Abb. 2: (A) Immunhistochemische Färbung auf PD-L1 am Gewebeschnitt eines Lungenkarzinoms; (B) KI-gestützte Bestimmung des PD-L1 Tumor Proportion Score (TPS; Verhältnis zwischen PD-L1-positiven Tumorzellen und der Gesamtzahl der Tumorzellen) durch die Software Mindpeak.

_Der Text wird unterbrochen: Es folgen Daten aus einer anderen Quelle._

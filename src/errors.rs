use thiserror::Error;

#[derive(Debug, Error)]
pub enum StmtCacheError {
    #[error("invalid configuration: {0}")]
    InvalidConfiguration(String),
    #[error("invalid parameter: {0}")]
    InvalidParameter(String),
    #[error("illegal state: {0}")]
    IllegalState(String),
    #[error("driver failure: {0}")]
    Driver(String),
}

impl StmtCacheError {
    pub fn invalid_config<T: Into<String>>(msg: T) -> Self {
        StmtCacheError::InvalidConfiguration(msg.into())
    }

    pub fn invalid_parameter<T: Into<String>>(msg: T) -> Self {
        StmtCacheError::InvalidParameter(msg.into())
    }

    pub fn illegal_state<T: Into<String>>(msg: T) -> Self {
        StmtCacheError::IllegalState(msg.into())
    }

    pub fn driver<T: Into<String>>(msg: T) -> Self {
        StmtCacheError::Driver(msg.into())
    }
}
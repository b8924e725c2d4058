#![allow(dead_code)]

use std::cell::Cell;

use stmtcache::{Binding, BindingType, DriverConnection, SqlValue, StmtCacheError};

#[derive(Debug, Clone, PartialEq)]
pub enum Call {
    Prepare(String),
    ExecuteDirect(String),
    ExecutePrepared {
        handle_id: usize,
        bindings: Vec<Binding>,
    },
    Begin,
    Commit,
    Rollback,
    Close,
}

#[derive(Debug, Clone, PartialEq)]
pub struct MockHandle {
    pub id: usize,
    pub sql: String,
}

/// Driver double that records every call and can be scripted to fail at
/// transaction boundaries.
pub struct MockConnection {
    pub calls: Vec<Call>,
    pub tx_active: bool,
    pub fail_commit: bool,
    pub fail_rollback: bool,
    pub affected_rows: u64,
    pub convert_calls: Cell<usize>,
    next_handle: usize,
}

impl MockConnection {
    pub fn new() -> Self {
        Self {
            calls: Vec::new(),
            tx_active: false,
            fail_commit: false,
            fail_rollback: false,
            affected_rows: 1,
            convert_calls: Cell::new(0),
            next_handle: 0,
        }
    }

    pub fn prepare_count(&self) -> usize {
        self.calls
            .iter()
            .filter(|c| matches!(c, Call::Prepare(_)))
            .count()
    }

    pub fn last_prepared_bindings(&self) -> Option<&[Binding]> {
        self.calls.iter().rev().find_map(|c| match c {
            Call::ExecutePrepared { bindings, .. } => Some(bindings.as_slice()),
            _ => None,
        })
    }

    pub fn direct_sql(&self) -> Vec<&str> {
        self.calls
            .iter()
            .filter_map(|c| match c {
                Call::ExecuteDirect(sql) => Some(sql.as_str()),
                _ => None,
            })
            .collect()
    }
}

impl DriverConnection for MockConnection {
    type Handle = MockHandle;

    fn prepare(&mut self, sql: &str) -> Result<Self::Handle, StmtCacheError> {
        self.calls.push(Call::Prepare(sql.to_string()));
        let id = self.next_handle;
        self.next_handle += 1;
        Ok(MockHandle {
            id,
            sql: sql.to_string(),
        })
    }

    fn execute_direct(&mut self, sql: &str) -> Result<u64, StmtCacheError> {
        self.calls.push(Call::ExecuteDirect(sql.to_string()));
        Ok(self.affected_rows)
    }

    fn execute_prepared(
        &mut self,
        handle: &Self::Handle,
        bindings: &[Binding],
    ) -> Result<u64, StmtCacheError> {
        self.calls.push(Call::ExecutePrepared {
            handle_id: handle.id,
            bindings: bindings.to_vec(),
        });
        Ok(self.affected_rows)
    }

    fn begin_transaction(&mut self) -> Result<(), StmtCacheError> {
        self.calls.push(Call::Begin);
        self.tx_active = true;
        Ok(())
    }

    fn commit(&mut self) -> Result<(), StmtCacheError> {
        self.calls.push(Call::Commit);
        self.tx_active = false;
        if self.fail_commit {
            return Err(StmtCacheError::driver("commit failed"));
        }
        Ok(())
    }

    fn rollback(&mut self) -> Result<(), StmtCacheError> {
        self.calls.push(Call::Rollback);
        self.tx_active = false;
        if self.fail_rollback {
            return Err(StmtCacheError::driver("rollback failed"));
        }
        Ok(())
    }

    fn close(&mut self) -> Result<(), StmtCacheError> {
        self.calls.push(Call::Close);
        Ok(())
    }

    fn is_transaction_active(&self) -> bool {
        self.tx_active
    }

    fn convert_abstract_type(
        &self,
        type_name: &str,
        value: &SqlValue,
    ) -> Result<(SqlValue, BindingType), StmtCacheError> {
        self.convert_calls.set(self.convert_calls.get() + 1);
        match type_name {
            "boolean" => {
                let flag = match value {
                    SqlValue::Bool(b) => *b,
                    SqlValue::Integer(i) => *i != 0,
                    other => {
                        return Err(StmtCacheError::invalid_parameter(format!(
                            "cannot convert {other:?} to boolean"
                        )));
                    }
                };
                Ok((SqlValue::Integer(flag as i64), BindingType::Boolean))
            }
            "upper" => match value {
                SqlValue::Text(s) => Ok((SqlValue::Text(s.to_uppercase()), BindingType::Text)),
                other => Err(StmtCacheError::invalid_parameter(format!(
                    "cannot convert {other:?} to upper"
                ))),
            },
            other => Err(StmtCacheError::invalid_parameter(format!(
                "unknown abstract type: {other}"
            ))),
        }
    }
}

Abb. 2: (A) Immunhistochemische Färbung auf PD-L1 am Gewebeschnitt eines Lungenkarzinoms; (B) KI-gestützte Bestimmung des PD-L1 Tumor Proportion Score (TPS; Verhältnis zwischen PD-L1-positiven Tumorzellen und der Gesamtzahl der Tumorzellen) durch die Software Mindpeak.
Grafik: Mindpeak

Die Nutzung synthetischer Trainingsdaten und multimodaler Modelle könnte künftig die diagnostische Präzision weiter verbessern. Trotz dieser ­Fortschritte bleibt die pathologische Expertise unverzichtbar, insbesondere bei der Auswahl und Qualitätsbeurteilung der Rohdaten, der klinischen Interpretation, der Kontextualisierung und Qualitätssicherung der Ergebnisse.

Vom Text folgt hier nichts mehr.